SOURCE INFORMATION Start Marker
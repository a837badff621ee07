//! Job-scoped virtual-file tracking with best-effort sweep.

use std::sync::atomic::{AtomicU64, Ordering};

use crate::session::EngineSession;

static JOB_COUNTER: AtomicU64 = AtomicU64::new(1);

/// Tracks the virtual files and directories one job creates.
///
/// Every name is qualified with a process-unique job id so concurrent or
/// back-to-back jobs on the same session cannot collide. [`sweep`] deletes
/// everything best-effort; deletion failures are logged by the session and
/// never propagate, so a cleanup problem cannot mask the job's real result.
///
/// [`sweep`]: Scratch::sweep
pub struct Scratch {
    prefix: String,
    files: Vec<String>,
    dirs: Vec<String>,
}

impl Scratch {
    /// Start tracking for a job with the given label (used in names only).
    pub fn new(label: &str) -> Self {
        let id = JOB_COUNTER.fetch_add(1, Ordering::Relaxed);
        Self {
            prefix: format!("{label}_{id}"),
            files: Vec::new(),
            dirs: Vec::new(),
        }
    }

    /// Qualify a name with this job's prefix without tracking it.
    pub fn name(&self, suffix: &str) -> String {
        format!("{}_{suffix}", self.prefix)
    }

    /// Register a job-local file and return its qualified name.
    pub fn file(&mut self, suffix: &str) -> String {
        let name = self.name(suffix);
        self.files.push(name.clone());
        name
    }

    /// Register a job-local directory and return its qualified name.
    ///
    /// The caller still creates it on the engine; registering only makes
    /// [`sweep`](Scratch::sweep) remove it.
    pub fn dir(&mut self, suffix: &str) -> String {
        let name = self.name(suffix);
        self.dirs.push(name.clone());
        name
    }

    /// Register a file inside a previously registered directory.
    pub fn file_in(&mut self, dir: &str, file: &str) -> String {
        let name = format!("{dir}/{file}");
        self.files.push(name.clone());
        name
    }

    /// Names of all tracked files, in creation order.
    pub fn files(&self) -> &[String] {
        &self.files
    }

    /// Stop tracking a file the job already deleted itself.
    pub fn release(&mut self, name: &str) {
        self.files.retain(|f| f != name);
    }

    /// Delete every tracked file, then every tracked directory.
    ///
    /// Runs on success and failure paths alike; never fails.
    pub async fn sweep(&mut self, session: &EngineSession) {
        for file in self.files.drain(..) {
            session.discard_file(&file).await;
        }
        for dir in self.dirs.drain(..) {
            session.discard_dir(&dir).await;
        }
    }
}

#[cfg(test)]
mod tests {
    use super::*;
    use crate::engine::CodecEngine;
    use crate::mock::MockEngine;
    use bytes::Bytes;
    use std::sync::Arc;

    #[test]
    fn names_are_job_unique() {
        let mut a = Scratch::new("compress");
        let mut b = Scratch::new("compress");
        assert_ne!(a.file("input.wav"), b.file("input.wav"));
    }

    #[test]
    fn file_in_joins_with_slash() {
        let mut scratch = Scratch::new("concat");
        let dir = scratch.dir("tmp");
        let file = scratch.file_in(&dir, "part_0.wav");
        assert_eq!(file, format!("{dir}/part_0.wav"));
    }

    #[tokio::test]
    async fn sweep_removes_everything() {
        let engine = Arc::new(MockEngine::new());
        let session = EngineSession::new(Arc::clone(&engine) as Arc<dyn CodecEngine>);
        session.load().await.unwrap();

        let mut scratch = Scratch::new("job");
        let dir = scratch.dir("tmp");
        session.create_dir(&dir).await.unwrap();
        let a = scratch.file("a.wav");
        let b = scratch.file_in(&dir, "b.wav");
        session.write_file(&a, Bytes::from_static(b"a")).await.unwrap();
        session.write_file(&b, Bytes::from_static(b"b")).await.unwrap();

        scratch.sweep(&session).await;
        assert!(engine.file_names().is_empty());
        assert!(engine.dir_names().is_empty());

        // A second sweep is a no-op, not an error.
        scratch.sweep(&session).await;
    }

    #[tokio::test]
    async fn released_files_are_not_swept() {
        let engine = Arc::new(MockEngine::new());
        let session = EngineSession::new(Arc::clone(&engine) as Arc<dyn CodecEngine>);
        session.load().await.unwrap();

        let mut scratch = Scratch::new("job");
        let a = scratch.file("a.wav");
        session.write_file(&a, Bytes::from_static(b"a")).await.unwrap();
        session.discard_file(&a).await;
        scratch.release(&a);

        scratch.sweep(&session).await;
        // Only the original write and delete reached the engine.
        let deletes = engine
            .calls()
            .iter()
            .filter(|c| c.starts_with("delete:"))
            .count();
        assert_eq!(deletes, 1);
    }
}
SOURCE INFORMATION End Marker
◆ TO DO ◆
Transcribe each of the records above exactly.

◆ YOUR RESPONSE ◆
repository a837badff621ee07
//! Job-scoped virtual-file tracking with best-effort sweep.

use std::sync::atomic::{AtomicU64, Ordering};

use crate::session::EngineSession;

static JOB_COUNTER: AtomicU64 = AtomicU64::new(1);

/// Tracks the virtual files and directories one job creates.
///
/// Every name is qualified with a process-unique job id so concurrent or
/// back-to-back jobs on the same session cannot collide. [`sweep`] deletes
/// everything best-effort; deletion failures are logged by the session and
/// never propagate, so a cleanup problem cannot mask the job's real result.
///
/// [`sweep`]: Scratch::sweep
pub struct Scratch {
    prefix: String,
    files: Vec<String>,
    dirs: Vec<String>,
}

impl Scratch {
    /// Start tracking for a job with the given label (used in names only).
    pub fn new(label: &str) -> Self {
        let id = JOB_COUNTER.fetch_add(1, Ordering::Relaxed);
        Self {
            prefix: format!("{label}_{id}"),
            files: Vec::new(),
            dirs: Vec::new(),
        }
    }

    /// Qualify a name with this job's prefix without tracking it.
    pub fn name(&self, suffix: &str) -> String {
        format!("{}_{suffix}", self.prefix)
    }

    /// Register a job-local file and return its qualified name.
    pub fn file(&mut self, suffix: &str) -> String {
        let name = self.name(suffix);
        self.files.push(name.clone());
        name
    }

    /// Register a job-local directory and return its qualified name.
    ///
    /// The caller still creates it on the engine; registering only makes
    /// [`sweep`](Scratch::sweep) remove it.
    pub fn dir(&mut self, suffix: &str) -> String {
        let name = self.name(suffix);
        self.dirs.push(name.clone());
        name
    }

    /// Register a file inside a previously registered directory.
    pub fn file_in(&mut self, dir: &str, file: &str) -> String {
        let name = format!("{dir}/{file}");
        self.files.push(name.clone());
        name
    }

    /// Names of all tracked files, in creation order.
    pub fn files(&self) -> &[String] {
        &self.files
    }

    /// Stop tracking a file the job already deleted itself.
    pub fn release(&mut self, name: &str) {
        self.files.retain(|f| f != name);
    }

    /// Delete every tracked file, then every tracked directory.
    ///
    /// Runs on success and failure paths alike; never fails.
    pub async fn sweep(&mut self, session: &EngineSession) {
        for file in self.files.drain(..) {
            session.discard_file(&file).await;
        }
        for dir in self.dirs.drain(..) {
            session.discard_dir(&dir).await;
        }
    }
}

#[cfg(test)]
mod tests {
    use super::*;
    use crate::engine::CodecEngine;
    use crate::mock::MockEngine;
    use bytes::Bytes;
    use std::sync::Arc;

    #[test]
    fn names_are_job_unique() {
        let mut a = Scratch::new("compress");
        let mut b = Scratch::new("compress");
        assert_ne!(a.file("input.wav"), b.file("input.wav"));
    }

    #[test]
    fn file_in_joins_with_slash() {
        let mut scratch = Scratch::new("concat");
        let dir = scratch.dir("tmp");
        let file = scratch.file_in(&dir, "part_0.wav");
        assert_eq!(file, format!("{dir}/part_0.wav"));
    }

    #[tokio::test]
    async fn sweep_removes_everything() {
        let engine = Arc::new(MockEngine::new());
        let session = EngineSession::new(Arc::clone(&engine) as Arc<dyn CodecEngine>);
        session.load().await.unwrap();

        let mut scratch = Scratch::new("job");
        let dir = scratch.dir("tmp");
        session.create_dir(&dir).await.unwrap();
        let a = scratch.file("a.wav");
        let b = scratch.file_in(&dir, "b.wav");
        session.write_file(&a, Bytes::from_static(b"a")).await.unwrap();
        session.write_file(&b, Bytes::from_static(b"b")).await.unwrap();

        scratch.sweep(&session).await;
        assert!(engine.file_names().is_empty());
        assert!(engine.dir_names().is_empty());

        // A second sweep is a no-op, not an error.
        scratch.sweep(&session).await;
    }

    #[tokio::test]
    async fn released_files_are_not_swept() {
        let engine = Arc::new(MockEngine::new());
        let session = EngineSession::new(Arc::clone(&engine) as Arc<dyn CodecEngine>);
        session.load().await.unwrap();

        let mut scratch = Scratch::new("job");
        let a = scratch.file("a.wav");
        session.write_file(&a, Bytes::from_static(b"a")).await.unwrap();
        session.discard_file(&a).await;
        scratch.release(&a);

        scratch.sweep(&session).await;
        // Only the original write and delete reached the engine.
        let deletes = engine
            .calls()
            .iter()
            .filter(|c| c.starts_with("delete:"))
            .count();
        assert_eq!(deletes, 1);
    }
}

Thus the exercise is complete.